The designs of three Cedar High School pupils are due be printed on exclusive chocolate wrappers, after their work inspired hope and recovery in mental health.
The artwork of pupils of the arts-focus Rocklands school, Cohen van der Leer, 18, and Ghusain Gallie, from Morgen’s Village, 17, Emelio Judd, 17, Eastridge, together with two pupils from the Peter Clarke Art Centre, in Claremont, will be credited in the inside of the packaging of Chocolate Time, which is sold online.
All proceeds of the halaal chocolate, flavours Maxi Belgian, Milk, Dark, Black or sugar-free, are sold in sets of five for R350 andd will go towards the development and upkeep of The Spring Foundation projects at Lentegeur Psychiatric Hospital.
Their designs were exhibited at the Child and Family Unit at Lentegeur Psychiatric Hospital last week. Later this month, they will be on display at the University of Cape Town’s Institute of Infectious Disease and Molecular Medicine from Thursday November 15.
Ghusain said he was excited because people were going to buy a product with his design on it. “People say that they are ‘mad’ but I don’t believe them. After doing this project I’ve realised and seen that they are normal and can improve on their mental health,” he said.
He said they were tasked with designing a wrapper to encourage patients to get better soon.
“We had to use leafy colours mostly and then add some contrast colour,” he said.
Emelio said: “It’s kwaai. I’m proud of my work.”
He said the project helped him improve his art skills. “A highlight of the project for me was to visit Lentegeur Psychiatric Hospital and finding out about the foundation.
“I see mental health differently and not how others see mental health patients.
“Other people put them in a box. They are ‘mal’, like they are not part of the community.
“They are not ‘mal’, they are normal just like us. They have unique gifts and talents, which are just hidden for them,” he said.
Emelio said they had families, they had backgrounds and were loved in specific ways.
Deputy principal Chulaine Afrika said it was an amazing opportunity for the pupils to see their creative skills.
She said it also improved the way in which they see patients challenged with mental health.
“I am very very proud that our pupils had this opportunity but also humbled by the great work being done at the Spring Foundation and Lentegeur Psychiatric Hospital,” she said.

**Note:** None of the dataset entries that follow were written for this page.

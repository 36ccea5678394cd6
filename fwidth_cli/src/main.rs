//! `fwidth`: host process for the filament width compensator.
//!
//! Results go to stdout; logs go to stderr (and optionally a JSON log file).

mod cli;
mod error_fmt;
mod run;

use std::path::Path;
use std::sync::Arc;
use std::sync::atomic::{AtomicBool, Ordering};
use std::time::Duration;

use clap::Parser;
use eyre::{Result, WrapErr};
use fwidth_config::Config;
use tracing_subscriber::{EnvFilter, Layer, Registry, prelude::*};

use crate::cli::{Cli, Commands, FILE_GUARD, JSON_MODE};
use crate::error_fmt::{exit_code_for_error, format_error_json, humanize};

fn main() {
    let cli = Cli::parse();
    let _ = JSON_MODE.set(cli.json);

    if let Err(e) = color_eyre::install() {
        eprintln!("failed to install error reporter: {e}");
    }

    if let Err(err) = real_main(cli) {
        let json = JSON_MODE.get().copied().unwrap_or(false);
        if json {
            eprintln!("{}", format_error_json(&err));
        } else {
            eprintln!("{}", humanize(&err));
        }
        tracing::debug!(error = ?err, "exiting with error");
        std::process::exit(exit_code_for_error(&err));
    }
}

fn real_main(cli: Cli) -> Result<()> {
    // Calibration fitting needs no config file.
    if let Commands::Calibrate { csv } = &cli.cmd {
        init_logging(cli.json, &cli.log_level, None)?;
        return print_calibration(csv, cli.json);
    }

    let cfg = load_config(&cli.config)?;
    init_logging(cli.json, &cli.log_level, Some(&cfg.logging))?;
    let pins = run::parse_pins(&cfg)?;
    tracing::debug!(config = %cli.config.display(), dual = cfg.is_dual(), "config loaded");

    let calibration = run::resolve_calibration(&cfg, cli.calibration.as_deref())?;

    match cli.cmd {
        Commands::Run { duration_ms, send } => {
            let shutdown = Arc::new(AtomicBool::new(false));
            {
                let shutdown = shutdown.clone();
                ctrlc::set_handler(move || shutdown.store(true, Ordering::Relaxed))
                    .wrap_err("installing Ctrl-C handler")?;
            }
            let report = run::run_host(
                &cfg,
                calibration,
                duration_ms.map(Duration::from_millis),
                &send,
                shutdown,
            )?;
            print_run_report(&report, cli.json)
        }
        Commands::Command { name, reading } => {
            let response = run::one_shot(&cfg, calibration, &name, reading)?;
            if cli.json {
                println!(
                    "{}",
                    serde_json::json!({ "command": name.trim().to_ascii_uppercase(), "response": response })
                );
            } else {
                println!("{response}");
            }
            Ok(())
        }
        Commands::SelfCheck => {
            let readings = run::probe_channels(&cfg, calibration)?;
            let run::Devices {
                toolhead, scaler, ..
            } = run::assemble(&cfg, calibration)?;
            run::build_sensor(&cfg, calibration, toolhead, scaler)?;
            if cli.json {
                let channels: Vec<_> = readings
                    .iter()
                    .map(|(ch, d)| serde_json::json!({ "channel": format!("{ch:?}"), "diameter_mm": d }))
                    .collect();
                println!(
                    "{}",
                    serde_json::json!({ "status": "ok", "pins": pins.len(), "channels": channels })
                );
            } else {
                for (ch, d) in &readings {
                    println!("{ch:?} sensor: {d:.3} mm");
                }
                println!("OK");
            }
            Ok(())
        }
        Commands::Health => {
            let layout = if cfg.is_dual() { "dual" } else { "single" };
            let hardware = cfg!(feature = "hardware");
            let dump = cfg
                .persistence
                .dump_file
                .as_ref()
                .map(|p| p.display().to_string());
            if cli.json {
                println!(
                    "{}",
                    serde_json::json!({
                        "status": "ok",
                        "layout": layout,
                        "hardware": hardware,
                        "nominal_mm": cfg.filament.nominal_filament_diameter,
                        "measurement_delay_mm": cfg.filament.measurement_delay,
                        "dump_file": dump,
                    })
                );
            } else {
                println!("status: ok");
                println!("layout: {layout}");
                println!("hardware: {hardware}");
                println!("nominal_mm: {}", cfg.filament.nominal_filament_diameter);
                println!("measurement_delay_mm: {}", cfg.filament.measurement_delay);
                if let Some(d) = dump {
                    println!("dump_file: {d}");
                }
            }
            Ok(())
        }
        Commands::Calibrate { .. } => Ok(()),
    }
}

fn load_config(path: &Path) -> Result<Config> {
    let text = std::fs::read_to_string(path)
        .wrap_err_with(|| format!("reading config {}", path.display()))?;
    let cfg = fwidth_config::load_toml(&text)
        .map_err(|e| fwidth_core::SensorError::Config(format!("{}: {e}", path.display())))?;
    cfg.validate()
        .map_err(|e| fwidth_core::SensorError::Config(format!("{e}")))?;
    Ok(cfg)
}

fn print_calibration(csv: &Path, json: bool) -> Result<()> {
    let fitted = fwidth_config::load_calibration_csv(csv)
        .wrap_err_with(|| format!("loading calibration CSV {}", csv.display()))?;
    if json {
        println!(
            "{}",
            serde_json::json!({
                "gain_mm_per_unit": fitted.gain_mm_per_unit,
                "offset_mm": fitted.offset_mm,
            })
        );
        return Ok(());
    }
    let mut block = toml::Table::new();
    block.insert("gain_mm_per_unit".into(), fitted.gain_mm_per_unit.into());
    block.insert("offset_mm".into(), fitted.offset_mm.into());
    let mut root = toml::Table::new();
    root.insert("calibration".into(), toml::Value::Table(block));
    print!("{}", toml::to_string(&root).wrap_err("formatting calibration")?);
    Ok(())
}

fn print_run_report(report: &run::HostReport, json: bool) -> Result<()> {
    let s = &report.summary;
    if json {
        let responses: Vec<_> = report
            .responses
            .iter()
            .map(|(name, r)| match r {
                Ok(msg) => serde_json::json!({ "command": name, "response": msg }),
                Err(e) => serde_json::json!({ "command": name, "error": e }),
            })
            .collect();
        let mut doc = serde_json::to_value(s).wrap_err("serializing run summary")?;
        doc["responses"] = serde_json::Value::Array(responses);
        doc["scaler_writes"] = report.scaler_history.len().into();
        println!("{doc}");
        return Ok(());
    }
    for (name, r) in &report.responses {
        match r {
            Ok(msg) => println!("{name}: {msg}"),
            Err(e) => println!("{name}: error: {e}"),
        }
    }
    let pct = s
        .last_percent
        .map_or_else(|| "-".to_string(), |p| format!("{p}%"));
    println!(
        "ticks={} applied={} neutral={} faults={} last={} diameter={:.3}mm queue={} elapsed={:.2}s",
        s.ticks, s.applied, s.neutral, s.host_faults, pct, s.last_diameter_mm, s.queue_len, s.elapsed_s
    );
    Ok(())
}

type BoxedLayer = Box<dyn Layer<Registry> + Send + Sync>;

fn init_logging(json: bool, level: &str, file: Option<&fwidth_config::Logging>) -> Result<()> {
    let console_filter = match EnvFilter::try_from_default_env() {
        Ok(filter) => filter,
        Err(_) => EnvFilter::try_new(level).wrap_err_with(|| format!("invalid log level '{level}'"))?,
    };
    let mut layers: Vec<BoxedLayer> = Vec::new();

    let console: BoxedLayer = if json {
        tracing_subscriber::fmt::layer()
            .json()
            .with_writer(std::io::stderr)
            .with_filter(console_filter)
            .boxed()
    } else {
        tracing_subscriber::fmt::layer()
            .with_writer(std::io::stderr)
            .with_target(false)
            .with_filter(console_filter)
            .boxed()
    };
    layers.push(console);

    if let Some(logging) = file
        && let Some(path) = logging.file.as_deref()
    {
        let path = Path::new(path);
        let dir = path.parent().filter(|p| !p.as_os_str().is_empty()).unwrap_or(Path::new("."));
        let name = path
            .file_name()
            .ok_or_else(|| eyre::eyre!("logging.file has no file name: {}", path.display()))?;
        let appender = match logging.rotation.as_deref().unwrap_or("never") {
            "daily" => tracing_appender::rolling::daily(dir, name),
            "hourly" => tracing_appender::rolling::hourly(dir, name),
            _ => tracing_appender::rolling::never(dir, name),
        };
        let (writer, guard) = tracing_appender::non_blocking(appender);
        let _ = FILE_GUARD.set(guard);
        let file_filter = EnvFilter::try_new(logging.level.as_deref().unwrap_or("info"))
            .wrap_err("invalid logging.level")?;
        layers.push(
            tracing_subscriber::fmt::layer()
                .json()
                .with_ansi(false)
                .with_writer(writer)
                .with_filter(file_filter)
                .boxed(),
        );
    }

    // A second init (tests, embedding) keeps the first subscriber.
    let _ = tracing_subscriber::registry().with(layers).try_init();
    Ok(())
}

The foundation, a non-profit organisation established in 2012, is the brainchild of psychiatrist Dr John Parker and was established jointly to green the hospital and change the perception people have of mental health.
It also offers gardening, which is used in a range of psychosocial rehabilitation and outreach projects to re-establish a sense of hope and recovery through re-connection to the natural world and to community, identity and heritage.
The pupils went on a tour of the market garden and attended an informative mental health session.
Each pupil was then instructed to design a chocolate wrapper depicting their understanding of issues related to mental illness and mental health care, the challenges faced by psychiatric institutions and the aims of the Spring Foundation.
“The realisation that mental health is key for the success of a healthy society was visibly understood by the students and captured in the artwork they produced,” said Dr Parker.
He said the funds would allow the Spring Foundation to continue to develop new models of how to foster hope and recovery in mental health care.
The life-partner of chocolatier Bobbie Fitchen was a former in-patient at Lentegeur Hospital diagnosed with bipolar disorder, which gave Ms Fitchen a profound desire to give back to the facility in honour of her loved one.
“I was informed about the Spring Foundation and the remarkable market garden initiative. My partner was a chef and her passion for food complemented the work being done at the market garden,” she said.